EXERCISE BRIEF: Pick out every line of the entries below where "with" occurs, and copy those lines.

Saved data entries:

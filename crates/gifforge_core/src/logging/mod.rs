//! Logging infrastructure.
//!
//! Two layers, with different audiences:
//! - `tracing` for developer diagnostics, initialized once per process
//!   via [`init_tracing`];
//! - [`ExportLogger`] for the user-facing per-export log: file plus
//!   callback dual output, compact progress filtering, and a bounded
//!   tail buffer replayed on failure.

mod export_logger;
mod types;

pub use export_logger::ExportLogger;
pub use types::{LogCallback, LogConfig, LogLevel, MessagePrefix};

use tracing_subscriber::{fmt, prelude::*, EnvFilter};

/// Initialize the global tracing subscriber.
///
/// Respects `RUST_LOG` when set, otherwise uses `default_level`.
/// Call once at application startup.
pub fn init_tracing(default_level: LogLevel) {
    let filter = EnvFilter::try_from_default_env()
        .unwrap_or_else(|_| EnvFilter::new(default_level.filter_str()));

    tracing_subscriber::registry()
        .with(fmt::layer().with_target(true).with_thread_ids(false))
        .with(filter)
        .init();
}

THE COMPLETED TASK:
//! Two layers, with different audiences:
        .with(fmt::layer().with_target(true).with_thread_ids(false))
        .with(filter)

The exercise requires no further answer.